A mysterious new website is offering rewards of up to $1 million Hong Kong dollars ($127,500) for information leading to the arrest of masked individuals linked to major acts of violence or vandalism during Hong Kong protests.
The website — 803.hk, named for the date on which protesters were filmed throwing a Chinese flag into Hong Kong’s harbor — offers cash rewards for information about 30 of the most notable acts of violence or political dissent during nearly three months of protests in the city.

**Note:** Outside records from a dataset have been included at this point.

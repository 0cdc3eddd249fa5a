// SPDX-License-Identifier: Apache-2.0
// Copyright 2025 Ankit Kumar Pandey

//! Sandboxes and the pools that create them.
//!
//! A backend ([`sock`], [`docker`], [`mock`]) implements [`Sandbox`] for the
//! raw mechanics. Callers never see a raw sandbox: pools wrap each one in a
//! [`SafeSandbox`] that serializes operations, destroys the sandbox on the
//! first error and publishes lifecycle events to listeners.

pub mod client;
pub mod debugger;
pub mod docker;
pub mod evictor;
pub mod mock;
pub mod safe;
pub mod sock;
mod state;

use std::fmt;
use std::path::{Path, PathBuf};
use std::sync::atomic::{AtomicU64, Ordering};
use std::sync::Arc;

use async_trait::async_trait;

pub use client::{SandboxClient, Transport};
pub use debugger::Debugger;
pub use evictor::SockEvictor;
pub use safe::SafeSandbox;
pub use state::{SandboxState, SandboxStateMachine};

use crate::config::{LimitsConfig, SandboxBackend, WorkerConfig};
use crate::error::{FatalSignal, ForkliftResult};
use crate::mem_pool::MemPool;
use crate::types::{RuntimeKind, SandboxId};

static NEXT_SANDBOX_ID: AtomicU64 = AtomicU64::new(1);

/// Worker-wide unique sandbox id.
pub(crate) fn next_sandbox_id() -> SandboxId {
    SandboxId::new(NEXT_SANDBOX_ID.fetch_add(1, Ordering::Relaxed))
}

/// What a sandbox should have available when it starts.
#[derive(Debug, Clone, Default, PartialEq, Eq)]
pub struct SandboxMeta {
    /// Packages whose `files/` trees go on the import path.
    pub installs: Vec<String>,
    /// Modules imported before serving (Zygotes) or inherited from the parent.
    pub imports: Vec<String>,
    /// Memory limit; 0 means the worker default.
    pub mem_mb: u64,
    /// CPU share in percent of one core; 0 means the worker default.
    pub cpu_percent: u64,
}

impl SandboxMeta {
    /// Replace zero limits with the configured defaults.
    pub fn with_defaults(mut self, limits: &LimitsConfig) -> Self {
        if self.mem_mb == 0 {
            self.mem_mb = limits.mem_mb;
        }
        if self.cpu_percent == 0 {
            self.cpu_percent = limits.cpu_percent;
        }
        self
    }
}

impl fmt::Display for SandboxMeta {
    fn fmt(&self, f: &mut fmt::Formatter<'_>) -> fmt::Result {
        write!(
            f,
            "installs={:?} imports={:?} mem={}MB cpu={}%",
            self.installs, self.imports, self.mem_mb, self.cpu_percent
        )
    }
}

/// Everything a parent needs to fork into a freshly prepared child.
#[derive(Debug, Clone)]
pub struct ForkTarget {
    pub id: SandboxId,
    pub runtime: RuntimeKind,
    pub imports: Vec<String>,
    pub root_dir: PathBuf,
    pub scratch_dir: PathBuf,
    /// `cgroup.procs` of the child's cgroup.
    pub cgroup_procs: PathBuf,
}

/// Lifecycle events published by [`SafeSandbox`].
#[derive(Debug, Clone, Copy, PartialEq, Eq, Hash)]
pub enum EventType {
    Create,
    Destroy,
    DestroyIgnored,
    Pause,
    Unpause,
    Fork,
    ChildExit,
}

impl EventType {
    pub const fn name(&self) -> &'static str {
        match self {
            Self::Create => "create",
            Self::Destroy => "destroy",
            Self::DestroyIgnored => "destroy_ignored",
            Self::Pause => "pause",
            Self::Unpause => "unpause",
            Self::Fork => "fork",
            Self::ChildExit => "child_exit",
        }
    }
}

impl fmt::Display for EventType {
    fn fmt(&self, f: &mut fmt::Formatter<'_>) -> fmt::Result {
        f.write_str(self.name())
    }
}

/// The only way callers hold a sandbox.
pub type SandboxHandle = Arc<SafeSandbox>;

/// Called synchronously inside the sandbox's critical section; must not block.
pub type EventListener = Arc<dyn Fn(EventType, &SandboxHandle) + Send + Sync>;

/// Backend mechanics of one sandbox. Not thread-safe on its own; always
/// accessed through a [`SafeSandbox`].
#[async_trait]
pub trait Sandbox: Send + Sync {
    fn id(&self) -> SandboxId;

    fn runtime(&self) -> RuntimeKind;

    fn meta(&self) -> &SandboxMeta;

    fn is_leaf(&self) -> bool;

    fn client(&self) -> SandboxClient;

    async fn pause(&mut self) -> ForkliftResult<()>;

    async fn unpause(&mut self) -> ForkliftResult<()>;

    /// Tear down. Never fails; problems are logged.
    async fn destroy(&mut self, reason: &str);

    /// Fork the runtime into the prepared child described by `dst`.
    async fn fork(&mut self, dst: &ForkTarget) -> ForkliftResult<()>;

    /// A forked child has been torn down.
    async fn child_exit(&mut self, child: SandboxId);

    fn debug_string(&self) -> String;

    /// Output the runtime wrote to its log, if the backend keeps one.
    fn runtime_log(&self) -> Option<String> {
        None
    }
}

/// Factory for sandboxes of one backend.
#[async_trait]
pub trait SandboxPool: Send + Sync {
    /// Create a sandbox, forked from `parent` when one is given.
    ///
    /// `code_dir` is required for leaves. `meta` defaults to the worker
    /// limits with nothing installed.
    async fn create(
        &self,
        parent: Option<SandboxHandle>,
        is_leaf: bool,
        code_dir: Option<&Path>,
        scratch_dir: &Path,
        meta: Option<SandboxMeta>,
        runtime: RuntimeKind,
    ) -> ForkliftResult<SandboxHandle>;

    /// Register a handler for events from every sandbox created afterwards.
    fn add_listener(&self, listener: EventListener);

    /// Destroy every live sandbox and release pool resources.
    async fn cleanup(&self);

    async fn debug_string(&self) -> String;

    /// Memory pool the sandboxes are charged against, if any.
    fn mem_pool(&self) -> Option<Arc<MemPool>> {
        None
    }

    /// Raised when the backend hits a failure the worker must not survive.
    fn fatal(&self) -> Option<FatalSignal> {
        None
    }
}

/// Listeners registered on a pool, copied into each new sandbox.
#[derive(Default)]
pub struct ListenerSet {
    listeners: parking_lot::RwLock<Vec<EventListener>>,
}

impl ListenerSet {
    pub fn add(&self, listener: EventListener) {
        self.listeners.write().push(listener);
    }

    pub fn snapshot(&self) -> Vec<EventListener> {
        self.listeners.read().clone()
    }
}

/// Build the pool selected by `conf.sandbox`, with its debugger and (for
/// sock sandboxes) the Zygote evictor attached.
pub async fn pool_from_config(
    conf: Arc<WorkerConfig>,
    name: &str,
) -> ForkliftResult<(Arc<dyn SandboxPool>, Debugger)> {
    let pool: Arc<dyn SandboxPool> = match conf.sandbox {
        SandboxBackend::Sock => {
            let mem = Arc::new(MemPool::new(name, conf.mem_pool_mb, conf.trace.memory));
            let pool = sock::SockPool::new(name, conf.clone(), mem.clone())?;
            let pool: Arc<dyn SandboxPool> = Arc::new(pool);
            SockEvictor::spawn(pool.as_ref(), mem, conf.limits.mem_mb, conf.trace.evictor);
            pool
        }
        SandboxBackend::Docker => Arc::new(docker::DockerPool::new(name, conf.clone())?),
    };

    let debugger = Debugger::attach(pool.as_ref());
    tracing::info!(pool = %name, backend = ?conf.sandbox, "Sandbox pool ready");
    Ok((pool, debugger))
}

#[cfg(test)]
mod tests {
    use super::*;

    #[test]
    fn test_meta_defaults() {
        let limits = LimitsConfig {
            procs: 10,
            mem_mb: 50,
            cpu_percent: 100,
            max_runtime_default: 30,
            swappiness: 0,
            installer_mem_mb: 250,
        };

        let meta = SandboxMeta::default().with_defaults(&limits);
        assert_eq!(meta.mem_mb, 50);
        assert_eq!(meta.cpu_percent, 100);

        let meta = SandboxMeta {
            mem_mb: 300,
            ..Default::default()
        }
        .with_defaults(&limits);
        assert_eq!(meta.mem_mb, 300);
        assert_eq!(meta.cpu_percent, 100);
    }

    #[test]
    fn test_sandbox_ids_unique() {
        let a = next_sandbox_id();
        let b = next_sandbox_id();
        assert!(b > a);
    }
}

The biggest rewards of HK $1 million were offered for information on who was responsible for tearing down a Chinese flag and throwing it into the harbor, or for defacing the Chinese government’s official emblem on the China Liaison Office in central Hong Kong in July. Desecrating the national flag or emblem is illegal in Hong Kong and carries a potential punishment of up to three years in jail.

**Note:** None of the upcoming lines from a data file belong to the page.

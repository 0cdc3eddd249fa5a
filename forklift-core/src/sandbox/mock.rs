// SPDX-License-Identifier: Apache-2.0
// Copyright 2025 Ankit Kumar Pandey

//! In-process sandbox backend.
//!
//! Behaves like the sock backend as far as callers can tell (ref counts,
//! fork, memory charging, child-exit chains) but runs no processes. Requests
//! are answered by a pluggable responder. Used by the test suites and handy
//! for exercising the scheduler on machines without cgroup v2.

use std::collections::HashSet;
use std::path::{Path, PathBuf};
use std::sync::atomic::{AtomicU64, AtomicUsize, Ordering};
use std::sync::{Arc, Weak};
use std::time::Duration;

use async_trait::async_trait;
use bytes::Bytes;
use dashmap::DashMap;
use http::{Request, Response};

use super::{
    next_sandbox_id, EventListener, ForkTarget, ListenerSet, SafeSandbox, Sandbox, SandboxClient,
    SandboxHandle, SandboxMeta, SandboxPool, Transport,
};
use crate::config::LimitsConfig;
use crate::error::{CgroupError, ForkliftResult, SandboxError};
use crate::mem_pool::MemPool;
use crate::types::{RuntimeKind, SandboxId};

/// What a responder knows about the sandbox answering the request.
#[derive(Debug, Clone)]
pub struct MockContext {
    pub sandbox_id: SandboxId,
    pub code_dir: Option<PathBuf>,
    pub scratch_dir: PathBuf,
    pub meta: SandboxMeta,
}

pub type MockResponder = Arc<dyn Fn(&MockContext, &Request<Bytes>) -> Response<Bytes> + Send + Sync>;

/// Echo the request body with 200.
pub fn echo_responder() -> MockResponder {
    Arc::new(|_: &MockContext, req: &Request<Bytes>| {
        Response::new(req.body().clone())
    })
}

struct MockShared {
    responder: parking_lot::RwLock<MockResponder>,
    delay: parking_lot::RwLock<Duration>,
    fail_forks: AtomicUsize,
    fail_pauses: AtomicUsize,
    fail_requests: AtomicUsize,
    created: AtomicU64,
    forks: AtomicU64,
    alive: AtomicUsize,
}

/// Pool of mock sandboxes charged against a real [`MemPool`].
pub struct MockPool {
    mem: Arc<MemPool>,
    limits: LimitsConfig,
    listeners: ListenerSet,
    shared: Arc<MockShared>,
    handles: DashMap<SandboxId, Weak<SafeSandbox>>,
}

impl MockPool {
    pub fn new(total_mb: u64) -> Self {
        Self {
            mem: Arc::new(MemPool::new("mock", total_mb, false)),
            limits: LimitsConfig {
                procs: 10,
                mem_mb: 50,
                cpu_percent: 100,
                max_runtime_default: 30,
                swappiness: 0,
                installer_mem_mb: 250,
            },
            listeners: ListenerSet::default(),
            shared: Arc::new(MockShared {
                responder: parking_lot::RwLock::new(echo_responder()),
                delay: parking_lot::RwLock::new(Duration::ZERO),
                fail_forks: AtomicUsize::new(0),
                fail_pauses: AtomicUsize::new(0),
                fail_requests: AtomicUsize::new(0),
                created: AtomicU64::new(0),
                forks: AtomicU64::new(0),
                alive: AtomicUsize::new(0),
            }),
            handles: DashMap::new(),
        }
    }

    pub fn with_limits(mut self, limits: LimitsConfig) -> Self {
        self.limits = limits;
        self
    }

    pub fn mem(&self) -> &Arc<MemPool> {
        &self.mem
    }

    pub fn set_responder(&self, responder: MockResponder) {
        *self.shared.responder.write() = responder;
    }

    /// Make every request take at least `delay`.
    pub fn set_exec_delay(&self, delay: Duration) {
        *self.shared.delay.write() = delay;
    }

    /// The next `n` forks fail with [`SandboxError::ForkFailed`].
    pub fn fail_next_forks(&self, n: usize) {
        self.shared.fail_forks.store(n, Ordering::SeqCst);
    }

    /// The next `n` requests fail like a crashed runtime, after the delay.
    pub fn fail_next_requests(&self, n: usize) {
        self.shared.fail_requests.store(n, Ordering::SeqCst);
    }

    /// The next `n` pauses fail like a stuck freezer.
    pub fn fail_next_pauses(&self, n: usize) {
        self.shared.fail_pauses.store(n, Ordering::SeqCst);
    }

    /// Sandboxes whose resources have not been released yet.
    pub fn live_count(&self) -> usize {
        self.shared.alive.load(Ordering::SeqCst)
    }

    pub fn created_count(&self) -> u64 {
        self.shared.created.load(Ordering::SeqCst)
    }

    pub fn fork_count(&self) -> u64 {
        self.shared.forks.load(Ordering::SeqCst)
    }
}

#[async_trait]
impl SandboxPool for MockPool {
    async fn create(
        &self,
        parent: Option<SandboxHandle>,
        is_leaf: bool,
        code_dir: Option<&Path>,
        scratch_dir: &Path,
        meta: Option<SandboxMeta>,
        runtime: RuntimeKind,
    ) -> ForkliftResult<SandboxHandle> {
        if is_leaf && code_dir.is_none() {
            return Err(SandboxError::LeafWithoutCode.into());
        }

        let meta = meta.unwrap_or_default().with_defaults(&self.limits);
        self.mem.require_mb(meta.mem_mb).await?;

        let id = next_sandbox_id();
        let ctx = MockContext {
            sandbox_id: id,
            code_dir: code_dir.map(Path::to_path_buf),
            scratch_dir: scratch_dir.to_path_buf(),
            meta: meta.clone(),
        };
        let client = SandboxClient::from_transport(
            Arc::new(MockTransport {
                ctx,
                shared: self.shared.clone(),
            }),
            Duration::from_secs(self.limits.max_runtime_default),
        );

        self.shared.alive.fetch_add(1, Ordering::SeqCst);
        let mut sb = MockSandbox {
            id,
            runtime,
            is_leaf,
            meta,
            scratch_dir: scratch_dir.to_path_buf(),
            client,
            parent: None,
            children: HashSet::new(),
            refcount: 1,
            mem: self.mem.clone(),
            shared: self.shared.clone(),
        };

        if let Some(parent) = parent {
            let target = ForkTarget {
                id,
                runtime,
                imports: sb.meta.imports.clone(),
                root_dir: PathBuf::from("/"),
                scratch_dir: scratch_dir.to_path_buf(),
                cgroup_procs: PathBuf::new(),
            };
            if let Err(e) = parent.fork(&target).await {
                sb.destroy("fork from parent failed").await;
                if e.is_fork_failed() {
                    return Err(e);
                }
                return Err(SandboxError::ForkFailed {
                    reason: e.to_string(),
                }
                .into());
            }
            sb.parent = Some(parent);
        }

        self.shared.created.fetch_add(1, Ordering::SeqCst);
        let safe = SafeSandbox::new(Box::new(sb));
        self.handles.retain(|_, weak| weak.strong_count() > 0);
        self.handles.insert(id, Arc::downgrade(&safe));
        safe.start_notifying_listeners(self.listeners.snapshot())
            .await;
        Ok(safe)
    }

    fn add_listener(&self, listener: EventListener) {
        self.listeners.add(listener);
    }

    async fn cleanup(&self) {
        let handles: Vec<SandboxHandle> = self
            .handles
            .iter()
            .filter_map(|entry| entry.value().upgrade())
            .collect();
        for sb in handles {
            sb.destroy("pool cleanup").await;
        }
        self.handles.clear();
    }

    async fn debug_string(&self) -> String {
        format!(
            "MOCK POOL: {} live, {} created, {} forks, {} MB free\n",
            self.live_count(),
            self.created_count(),
            self.fork_count(),
            self.mem.available_mb()
        )
    }

    fn mem_pool(&self) -> Option<Arc<MemPool>> {
        Some(self.mem.clone())
    }
}

struct MockSandbox {
    id: SandboxId,
    runtime: RuntimeKind,
    is_leaf: bool,
    meta: SandboxMeta,
    scratch_dir: PathBuf,
    client: SandboxClient,
    parent: Option<SandboxHandle>,
    children: HashSet<SandboxId>,
    refcount: i64,
    mem: Arc<MemPool>,
    shared: Arc<MockShared>,
}

impl MockSandbox {
    async fn dec_refcount(&mut self) {
        self.refcount -= 1;
        if self.refcount < 0 {
            tracing::error!(sandbox_id = %self.id, "Mock sandbox ref count went negative");
            return;
        }
        if self.refcount > 0 {
            return;
        }

        self.mem.release_mb(self.meta.mem_mb);
        self.shared.alive.fetch_sub(1, Ordering::SeqCst);
        if let Some(parent) = self.parent.take() {
            parent.child_exit(self.id).await;
        }
    }
}

fn take_injected(counter: &AtomicUsize) -> bool {
    counter
        .fetch_update(Ordering::SeqCst, Ordering::SeqCst, |n| n.checked_sub(1))
        .is_ok()
}

#[async_trait]
impl Sandbox for MockSandbox {
    fn id(&self) -> SandboxId {
        self.id
    }

    fn runtime(&self) -> RuntimeKind {
        self.runtime
    }

    fn meta(&self) -> &SandboxMeta {
        &self.meta
    }

    fn is_leaf(&self) -> bool {
        self.is_leaf
    }

    fn client(&self) -> SandboxClient {
        self.client.clone()
    }

    async fn pause(&mut self) -> ForkliftResult<()> {
        if take_injected(&self.shared.fail_pauses) {
            return Err(CgroupError::FreezeTimeout {
                cgroup: format!("mock-{}", self.id),
                wanted: 1,
                observed: "0".to_string(),
            }
            .into());
        }
        Ok(())
    }

    async fn unpause(&mut self) -> ForkliftResult<()> {
        Ok(())
    }

    async fn destroy(&mut self, reason: &str) {
        tracing::debug!(sandbox_id = %self.id, reason = reason, "Mock sandbox destroyed");
        self.dec_refcount().await;
    }

    async fn fork(&mut self, dst: &ForkTarget) -> ForkliftResult<()> {
        if take_injected(&self.shared.fail_forks) {
            return Err(SandboxError::ForkFailed {
                reason: "injected fork failure".to_string(),
            }
            .into());
        }
        self.children.insert(dst.id);
        self.refcount += 1;
        self.shared.forks.fetch_add(1, Ordering::SeqCst);
        Ok(())
    }

    async fn child_exit(&mut self, child: SandboxId) {
        if !self.children.remove(&child) {
            tracing::warn!(sandbox_id = %self.id, child = %child, "Unknown child exited");
            return;
        }
        self.dec_refcount().await;
    }

    fn debug_string(&self) -> String {
        format!(
            "MOCK {}\nSCRATCH: {}\nREFCOUNT: {}\nCHILDREN: {}\n",
            self.id,
            self.scratch_dir.display(),
            self.refcount,
            self.children.len()
        )
    }
}

struct MockTransport {
    ctx: MockContext,
    shared: Arc<MockShared>,
}

#[async_trait]
impl Transport for MockTransport {
    async fn send(&self, req: Request<Bytes>) -> ForkliftResult<Response<Bytes>> {
        let delay = *self.shared.delay.read();
        if !delay.is_zero() {
            tokio::time::sleep(delay).await;
        }
        if take_injected(&self.shared.fail_requests) {
            return Err(SandboxError::Request {
                reason: "injected request failure".to_string(),
            }
            .into());
        }
        let responder = self.shared.responder.read().clone();
        Ok(responder(&self.ctx, &req))
    }
}

#[cfg(test)]
mod tests {
    use super::*;

    #[tokio::test]
    async fn test_refcount_chain_releases_memory_once() {
        let pool = MockPool::new(500);
        let dir = tempfile::TempDir::new().unwrap();

        let root = pool
            .create(None, false, None, dir.path(), None, RuntimeKind::Python)
            .await
            .unwrap();
        let mid = pool
            .create(Some(root.clone()), false, None, dir.path(), None, RuntimeKind::Python)
            .await
            .unwrap();
        let leaf = pool
            .create(
                Some(mid.clone()),
                true,
                Some(dir.path()),
                dir.path(),
                None,
                RuntimeKind::Python,
            )
            .await
            .unwrap();
        assert_eq!(pool.mem().available_mb(), 350);

        root.destroy("test").await;
        mid.destroy("test").await;
        assert_eq!(pool.live_count(), 3);

        leaf.destroy("test").await;
        assert_eq!(pool.live_count(), 0);
        assert_eq!(pool.mem().available_mb(), 500);
    }

    #[tokio::test]
    async fn test_injected_fork_failure() {
        let pool = MockPool::new(500);
        let dir = tempfile::TempDir::new().unwrap();
        let parent = pool
            .create(None, false, None, dir.path(), None, RuntimeKind::Python)
            .await
            .unwrap();

        pool.fail_next_forks(1);
        let err = pool
            .create(
                Some(parent.clone()),
                true,
                Some(dir.path()),
                dir.path(),
                None,
                RuntimeKind::Python,
            )
            .await
            .unwrap_err();
        assert!(err.is_fork_failed());
        // the failed child gave its memory back; the parent died with the fork
        assert!(parent.is_dead().await);
        assert_eq!(pool.mem().available_mb(), 500);
        assert_eq!(pool.live_count(), 0);
    }

    #[tokio::test]
    async fn test_responder_and_cleanup() {
        let pool = MockPool::new(500);
        pool.set_responder(Arc::new(|ctx: &MockContext, _req: &Request<Bytes>| {
            Response::new(Bytes::from(format!("sandbox {}", ctx.sandbox_id)))
        }));
        let dir = tempfile::TempDir::new().unwrap();
        let sb = pool
            .create(None, true, Some(dir.path()), dir.path(), None, RuntimeKind::Python)
            .await
            .unwrap();

        let resp = sb.client().post("/run/x", "{}").await.unwrap();
        assert_eq!(resp.body().as_ref(), format!("sandbox {}", sb.id()).as_bytes());

        pool.cleanup().await;
        assert!(sb.is_dead().await);
        assert_eq!(pool.live_count(), 0);
    }

    #[tokio::test]
    async fn test_leaf_requires_code_dir() {
        let pool = MockPool::new(500);
        let dir = tempfile::TempDir::new().unwrap();
        let err = pool
            .create(None, true, None, dir.path(), None, RuntimeKind::Python)
            .await
            .unwrap_err();
        assert!(matches!(
            err,
            crate::error::ForkliftError::Sandbox(SandboxError::LeafWithoutCode)
        ));
        assert_eq!(pool.mem().available_mb(), 500);
    }
}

It’s not clear who’s behind the website, although it appears to be linked to Leung Chun-ying, the unpopular pro-Beijing politician who served as Hong Kong’s leader until 2017. The website is registered under Leung’s name, and on Tuesday he urged people to share a link to the site on his official Facebook page.

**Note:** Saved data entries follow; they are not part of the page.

// SPDX-License-Identifier: Apache-2.0
// Copyright 2025 Ankit Kumar Pandey

//! Managed worker directories.
//!
//! A [`DirMaker`] owns one subtree of the worker directory (`code/`,
//! `scratch/`, `root-sandboxes/`, ...) and hands out uniquely named
//! directories inside it. The subtree is wiped at startup, so anything left
//! behind by a crashed worker disappears.

use std::fmt;
use std::path::{Path, PathBuf};
use std::str::FromStr;
use std::sync::atomic::{AtomicU64, Ordering};

use nix::mount::{mount, umount2, MntFlags, MsFlags};
use serde::{Deserialize, Serialize};

use crate::error::{ForkliftError, ForkliftResult, HardValidationError};

/// Shared across every DirMaker so names never collide between subtrees.
static NEXT_DIR_ID: AtomicU64 = AtomicU64::new(1000);

/// How a managed subtree is backed.
#[derive(Debug, Clone, Copy, PartialEq, Eq, Default, Serialize, Deserialize)]
pub enum StoreMode {
    /// Plain directory on the worker's file system.
    #[default]
    #[serde(rename = "")]
    Regular,
    /// 64 MB tmpfs mounted over the subtree.
    #[serde(rename = "memory")]
    Memory,
    /// Bind-mounted onto itself with private propagation.
    #[serde(rename = "private")]
    Private,
}

impl fmt::Display for StoreMode {
    fn fmt(&self, f: &mut fmt::Formatter<'_>) -> fmt::Result {
        match self {
            StoreMode::Regular => write!(f, "regular"),
            StoreMode::Memory => write!(f, "memory"),
            StoreMode::Private => write!(f, "private"),
        }
    }
}

impl FromStr for StoreMode {
    type Err = HardValidationError;

    fn from_str(s: &str) -> Result<Self, Self::Err> {
        match s {
            "" | "disk" | "regular" => Ok(StoreMode::Regular),
            "memory" | "tmpfs" => Ok(StoreMode::Memory),
            "private" => Ok(StoreMode::Private),
            other => Err(HardValidationError::InvalidFieldValue {
                field: "storage mode",
                value: other.to_string(),
                reason: "expected \"\", memory or private".to_string(),
            }),
        }
    }
}

/// Hands out fresh directories under `<worker_dir>/<system>`.
#[derive(Debug)]
pub struct DirMaker {
    prefix: PathBuf,
    mode: StoreMode,
}

impl DirMaker {
    /// Wipe and recreate `<worker_dir>/<system>`, mounting it per `mode`.
    pub fn new(worker_dir: &Path, system: &str, mode: StoreMode) -> ForkliftResult<Self> {
        let prefix = worker_dir.join(system);

        if prefix.exists() {
            // a previous worker may have left a mount behind
            let _ = umount2(&prefix, MntFlags::MNT_DETACH);
            std::fs::remove_dir_all(&prefix)
                .map_err(|e| ForkliftError::io("removing stale storage directory", e))?;
        }
        std::fs::create_dir_all(&prefix)
            .map_err(|e| ForkliftError::io("creating storage directory", e))?;

        match mode {
            StoreMode::Regular => {}
            StoreMode::Memory => {
                mount(
                    Some("none"),
                    &prefix,
                    Some("tmpfs"),
                    MsFlags::empty(),
                    Some("size=64m"),
                )
                .map_err(|e| ForkliftError::Syscall {
                    syscall: "mount(tmpfs)",
                    message: format!("{}: {}", prefix.display(), e),
                })?;
            }
            StoreMode::Private => {
                mount(
                    Some(&prefix),
                    &prefix,
                    None::<&str>,
                    MsFlags::MS_BIND,
                    None::<&str>,
                )
                .map_err(|e| ForkliftError::Syscall {
                    syscall: "mount(bind)",
                    message: format!("{}: {}", prefix.display(), e),
                })?;
                mount(
                    None::<&str>,
                    &prefix,
                    None::<&str>,
                    MsFlags::MS_PRIVATE,
                    None::<&str>,
                )
                .map_err(|e| ForkliftError::Syscall {
                    syscall: "mount(private)",
                    message: format!("{}: {}", prefix.display(), e),
                })?;
            }
        }

        tracing::debug!(prefix = %prefix.display(), mode = %mode, "Storage directory ready");
        Ok(Self { prefix, mode })
    }

    /// Unique path `<prefix>/<n>-<suffix>`; nothing is created.
    pub fn get(&self, suffix: &str) -> PathBuf {
        let id = NEXT_DIR_ID.fetch_add(1, Ordering::Relaxed);
        self.prefix.join(format!("{}-{}", id, suffix))
    }

    /// Like [`DirMaker::get`], but also creates the directory.
    pub fn make(&self, suffix: &str) -> ForkliftResult<PathBuf> {
        let dir = self.get(suffix);
        std::fs::create_dir_all(&dir)
            .map_err(|e| ForkliftError::io("creating managed directory", e))?;
        Ok(dir)
    }

    pub fn prefix(&self) -> &Path {
        &self.prefix
    }

    pub fn mode(&self) -> StoreMode {
        self.mode
    }

    /// Unmount (if mounted) and remove the whole subtree.
    pub fn cleanup(&self) -> ForkliftResult<()> {
        if self.mode != StoreMode::Regular {
            if let Err(e) = umount2(&self.prefix, MntFlags::MNT_DETACH) {
                tracing::warn!(prefix = %self.prefix.display(), error = %e, "Could not unmount storage");
            }
        }
        match std::fs::remove_dir_all(&self.prefix) {
            Ok(()) => Ok(()),
            Err(e) if e.kind() == std::io::ErrorKind::NotFound => Ok(()),
            Err(e) => Err(ForkliftError::io("removing storage directory", e)),
        }
    }
}

#[cfg(test)]
mod tests {
    use super::*;
    use tempfile::TempDir;

    #[test]
    fn test_store_mode_parse() {
        assert_eq!("".parse::<StoreMode>().unwrap(), StoreMode::Regular);
        assert_eq!("disk".parse::<StoreMode>().unwrap(), StoreMode::Regular);
        assert_eq!("tmpfs".parse::<StoreMode>().unwrap(), StoreMode::Memory);
        assert_eq!("private".parse::<StoreMode>().unwrap(), StoreMode::Private);
        assert!("nfs".parse::<StoreMode>().is_err());
    }

    #[test]
    fn test_dir_maker_unique_names() {
        let tmp = TempDir::new().unwrap();
        let maker = DirMaker::new(tmp.path(), "code", StoreMode::Regular).unwrap();

        let a = maker.get("echo");
        let b = maker.get("echo");
        assert_ne!(a, b);
        assert!(a.starts_with(tmp.path().join("code")));
        assert!(a.file_name().unwrap().to_str().unwrap().ends_with("-echo"));
        assert!(!a.exists());

        let made = maker.make("echo").unwrap();
        assert!(made.is_dir());
    }

    #[test]
    fn test_dir_maker_wipes_previous_contents() {
        let tmp = TempDir::new().unwrap();
        let stale = tmp.path().join("scratch").join("1-old");
        std::fs::create_dir_all(&stale).unwrap();

        let maker = DirMaker::new(tmp.path(), "scratch", StoreMode::Regular).unwrap();
        assert!(!stale.exists());
        assert!(maker.prefix().is_dir());

        maker.make("x").unwrap();
        maker.cleanup().unwrap();
        assert!(!maker.prefix().exists());
        // second cleanup is harmless
        maker.cleanup().unwrap();
    }
}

Leung, who also offered a HK$1 million reward earlier this month after the flag was desecrated, did not respond to VICE News’ requests for comment.
The campaign was advertised on the front pages of two pro-Beijing newspapers in the city Tuesday, which read: “The violence and the illegal acts of a small minority of people have severely hurt Hong Kong since June.”
“We come from various walks of life and hope to restore calm in Hong Kong.”
The website says the funds for the rewards had been donated by members of the public, and assured that the identities of any informants would remain “absolutely confidential.” Once tips were received, they would be passed to Hong Kong police through a lawyer, the site said.
While the vast majority of the incidents named on the site were carried out by pro-democracy protesters, rewards were also offered for information on a mob attacks carried out by suspected pro-Beijing triads in Yuen Long last month.
The campaign also offers rewards for information on the storming of the Legislative Council chambers last month, the detention of a mainland Chinese reporter by protesters occupying Hong Kong international airport, and an attack on a police vehicle.
More than 800 people have so far been arrested for involvement in the protests, the youngest just 12 years old. Protesters are demanding an amnesty for those facing charges.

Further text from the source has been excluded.